Start of Provided information

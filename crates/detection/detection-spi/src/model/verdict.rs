//! Classification verdict.

use serde::{Deserialize, Serialize};

/// Binary classification outcome for one data point.
#[derive(Debug, Clone, Copy, PartialEq, Eq, Serialize, Deserialize)]
#[serde(rename_all = "lowercase")]
pub enum Verdict {
    Normal,
    Anomalous,
}

impl Verdict {
    /// True for [`Verdict::Anomalous`].
    pub fn is_anomalous(&self) -> bool {
        matches!(self, Verdict::Anomalous)
    }
}
//! # streamful-server
//!
//! HTTP transport for the streaming anomaly detection pipeline: one
//! ingress route feeding the single-writer pipeline, a full-history query,
//! and two auto-reconnecting SSE feeds fanning the raw and anomaly streams
//! out to dashboards.

use axum::{
    routing::{get, post},
    Json, Router,
};
use std::net::SocketAddr;
use std::sync::Arc;
use tower_http::cors::{Any, CorsLayer};
use tower_http::trace::TraceLayer;
use tracing_subscriber::{layer::SubscriberExt, util::SubscriberInitExt};

use broker::Channel;
use detection::{
    AnomalyRecord, Classifier, DataPoint, PointClassifier, StreamingStats, WindowStats,
};
use ingest::IngestPipeline;
use store::AnomalyLog;

mod config;
mod routes;

use config::ServerConfig;

/// Raw points replayed to a newly attached stream subscriber.
const RAW_BACKLOG: usize = 50;

/// Application state shared across handlers
#[derive(Clone)]
pub struct AppState {
    pipeline: Arc<tokio::sync::Mutex<IngestPipeline>>,
    log: Arc<AnomalyLog>,
    raw: Arc<Channel<DataPoint>>,
    anomalies: Arc<Channel<AnomalyRecord>>,
}

/// Liveness probe - is the server running?
async fn liveness() -> Json<serde_json::Value> {
    Json(serde_json::json!({
        "status": "alive",
        "version": env!("CARGO_PKG_VERSION")
    }))
}

/// Readiness probe - is the pipeline able to classify and is the log
/// reachable?
async fn readiness(
    axum::extract::State(state): axum::extract::State<AppState>,
) -> Json<serde_json::Value> {
    // Exercise the detection crates end to end on a known spike.
    let detector_ok = (|| {
        let mut window = WindowStats::new(2).ok()?;
        let classifier = Classifier::new(2.0).ok()?;
        window.observe(10.0);
        window.observe(10.0);
        let verdict = classifier.classify(40.0, &window.stats());
        verdict.is_anomalous().then_some(())
    })()
    .is_some();

    let samples = state.pipeline.lock().await.samples();
    Json(serde_json::json!({
        "status": if detector_ok { "ready" } else { "degraded" },
        "version": env!("CARGO_PKG_VERSION"),
        "window_samples": samples,
        "anomaly_log_bytes": state.log.committed(),
        "subscribers": {
            "raw": state.raw.subscriber_count().await,
            "anomalies": state.anomalies.subscriber_count().await,
        }
    }))
}

#[tokio::main]
async fn main() {
    // Load .env file (optional - won't fail if missing)
    dotenvy::dotenv().ok();

    // Initialize tracing
    tracing_subscriber::registry()
        .with(tracing_subscriber::fmt::layer())
        .with(
            tracing_subscriber::EnvFilter::try_from_default_env()
                .unwrap_or_else(|_| "server=info,ingest=info,store=info,tower_http=info".into()),
        )
        .init();

    let config = match ServerConfig::from_env() {
        Ok(config) => config,
        Err(err) => {
            tracing::error!(error = %err, "invalid configuration");
            std::process::exit(1);
        }
    };

    let log = match AnomalyLog::open(&config.anomaly_log_file).await {
        Ok(log) => Arc::new(log),
        Err(err) => {
            tracing::error!(
                path = %config.anomaly_log_file.display(),
                error = %err,
                "cannot open anomaly log"
            );
            std::process::exit(1);
        }
    };

    // Seed the anomaly stream with persisted history so reconnecting
    // dashboards see it across server restarts.
    let anomalies = Arc::new(Channel::unbounded_backlog());
    match log.read_all().await {
        Ok(history) => {
            tracing::info!(records = history.len(), "replayed anomaly history");
            anomalies.seed(history).await;
        }
        Err(err) => {
            tracing::warn!(error = %err, "starting with empty anomaly history");
        }
    }
    let raw = Arc::new(Channel::bounded(RAW_BACKLOG));

    let pipeline =
        match IngestPipeline::new(&config.detector, log.clone(), raw.clone(), anomalies.clone()) {
            Ok(pipeline) => pipeline,
            Err(err) => {
                tracing::error!(error = %err, "cannot build ingest pipeline");
                std::process::exit(1);
            }
        };

    // Create application state
    let state = AppState {
        pipeline: Arc::new(tokio::sync::Mutex::new(pipeline)),
        log,
        raw,
        anomalies,
    };

    // CORS configuration
    let cors = CorsLayer::new()
        .allow_origin(Any)
        .allow_methods(Any)
        .allow_headers(Any);

    // Build router with middleware
    let app = Router::new()
        // Health endpoints (Kubernetes-compatible)
        .route("/health/live", get(liveness))
        .route("/health/ready", get(readiness))
        // Legacy health endpoint
        .route("/health", get(liveness))
        // API endpoints
        .route("/api/v1/ingest", post(routes::ingest))
        .route("/api/v1/anomalies", get(routes::anomalies))
        .route("/api/v1/stream/data", get(routes::stream_data))
        .route("/api/v1/stream/anomalies", get(routes::stream_anomalies))
        // Middleware layers
        .layer(TraceLayer::new_for_http())
        .layer(cors)
        .with_state(state);

    let addr: SocketAddr = format!("{}:{}", config.host, config.port)
        .parse()
        .expect("Invalid HOST:PORT configuration");

    tracing::info!(
        "streamful-server v{} listening on {}",
        env!("CARGO_PKG_VERSION"),
        addr
    );

    let listener = tokio::net::TcpListener::bind(addr).await.unwrap();
    axum::serve(listener, app).await.unwrap();
}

End of Provided information

§ **Goal of the exercise**: The complete set of entries above must be reproduced verbatim.

§ **Exercise response**:
filename crates/detection/detection-spi/src/model/verdict.rs
//! Classification verdict.

use serde::{Deserialize, Serialize};

/// Binary classification outcome for one data point.
#[derive(Debug, Clone, Copy, PartialEq, Eq, Serialize, Deserialize)]
#[serde(rename_all = "lowercase")]
pub enum Verdict {
    Normal,
    Anomalous,
}

impl Verdict {
    /// True for [`Verdict::Anomalous`].
    pub fn is_anomalous(&self) -> bool {
        matches!(self, Verdict::Anomalous)
    }
}
//! # streamful-server
//!
//! HTTP transport for the streaming anomaly detection pipeline: one
//! ingress route feeding the single-writer pipeline, a full-history query,
//! and two auto-reconnecting SSE feeds fanning the raw and anomaly streams
//! out to dashboards.

use axum::{
    routing::{get, post},
    Json, Router,
};
use std::net::SocketAddr;
use std::sync::Arc;
use tower_http::cors::{Any, CorsLayer};
use tower_http::trace::TraceLayer;
use tracing_subscriber::{layer::SubscriberExt, util::SubscriberInitExt};

use broker::Channel;
use detection::{
    AnomalyRecord, Classifier, DataPoint, PointClassifier, StreamingStats, WindowStats,
};
use ingest::IngestPipeline;
use store::AnomalyLog;

mod config;
mod routes;

use config::ServerConfig;

/// Raw points replayed to a newly attached stream subscriber.
const RAW_BACKLOG: usize = 50;

/// Application state shared across handlers
#[derive(Clone)]
pub struct AppState {
    pipeline: Arc<tokio::sync::Mutex<IngestPipeline>>,
    log: Arc<AnomalyLog>,
    raw: Arc<Channel<DataPoint>>,
    anomalies: Arc<Channel<AnomalyRecord>>,
}

/// Liveness probe - is the server running?
async fn liveness() -> Json<serde_json::Value> {
    Json(serde_json::json!({
        "status": "alive",
        "version": env!("CARGO_PKG_VERSION")
    }))
}

/// Readiness probe - is the pipeline able to classify and is the log
/// reachable?
async fn readiness(
    axum::extract::State(state): axum::extract::State<AppState>,
) -> Json<serde_json::Value> {
    // Exercise the detection crates end to end on a known spike.
    let detector_ok = (|| {
        let mut window = WindowStats::new(2).ok()?;
        let classifier = Classifier::new(2.0).ok()?;
        window.observe(10.0);
        window.observe(10.0);
        let verdict = classifier.classify(40.0, &window.stats());
        verdict.is_anomalous().then_some(())
    })()
    .is_some();

    let samples = state.pipeline.lock().await.samples();
    Json(serde_json::json!({
        "status": if detector_ok { "ready" } else { "degraded" },
        "version": env!("CARGO_PKG_VERSION"),
        "window_samples": samples,
        "anomaly_log_bytes": state.log.committed(),
        "subscribers": {
            "raw": state.raw.subscriber_count().await,
            "anomalies": state.anomalies.subscriber_count().await,
        }
    }))
}

#[tokio::main]
async fn main() {
    // Load .env file (optional - won't fail if missing)
    dotenvy::dotenv().ok();

    // Initialize tracing
    tracing_subscriber::registry()
        .with(tracing_subscriber::fmt::layer())
        .with(
            tracing_subscriber::EnvFilter::try_from_default_env()
                .unwrap_or_else(|_| "server=info,ingest=info,store=info,tower_http=info".into()),
        )
        .init();

    let config = match ServerConfig::from_env() {
        Ok(config) => config,
        Err(err) => {
            tracing::error!(error = %err, "invalid configuration");
            std::process::exit(1);
        }
    };

    let log = match AnomalyLog::open(&config.anomaly_log_file).await {
        Ok(log) => Arc::new(log),
        Err(err) => {
            tracing::error!(
                path = %config.anomaly_log_file.display(),
                error = %err,
                "cannot open anomaly log"
            );
            std::process::exit(1);
        }
    };

    // Seed the anomaly stream with persisted history so reconnecting
    // dashboards see it across server restarts.
    let anomalies = Arc::new(Channel::unbounded_backlog());
    match log.read_all().await {
        Ok(history) => {
            tracing::info!(records = history.len(), "replayed anomaly history");
            anomalies.seed(history).await;
        }
        Err(err) => {
            tracing::warn!(error = %err, "starting with empty anomaly history");
        }
    }
    let raw = Arc::new(Channel::bounded(RAW_BACKLOG));

    let pipeline =
        match IngestPipeline::new(&config.detector, log.clone(), raw.clone(), anomalies.clone()) {
            Ok(pipeline) => pipeline,
            Err(err) => {
                tracing::error!(error = %err, "cannot build ingest pipeline");
                std::process::exit(1);
            }
        };

    // Create application state
    let state = AppState {
        pipeline: Arc::new(tokio::sync::Mutex::new(pipeline)),
        log,
        raw,
        anomalies,
    };

    // CORS configuration
    let cors = CorsLayer::new()
        .allow_origin(Any)
        .allow_methods(Any)
        .allow_headers(Any);

    // Build router with middleware
    let app = Router::new()
        // Health endpoints (Kubernetes-compatible)
        .route("/health/live", get(liveness))
        .route("/health/ready", get(readiness))
        // Legacy health endpoint
        .route("/health", get(liveness))
        // API endpoints
        .route("/api/v1/ingest", post(routes::ingest))
        .route("/api/v1/anomalies", get(routes::anomalies))
        .route("/api/v1/stream/data", get(routes::stream_data))
        .route("/api/v1/stream/anomalies", get(routes::stream_anomalies))
        // Middleware layers
        .layer(TraceLayer::new_for_http())
        .layer(cors)
        .with_state(state);

    let addr: SocketAddr = format!("{}:{}", config.host, config.port)
        .parse()
        .expect("Invalid HOST:PORT configuration");

    tracing::info!(
        "streamful-server v{} listening on {}",
        env!("CARGO_PKG_VERSION"),
        addr
    );

    let listener = tokio::net::TcpListener::bind(addr).await.unwrap();
    axum::serve(listener, app).await.unwrap();
}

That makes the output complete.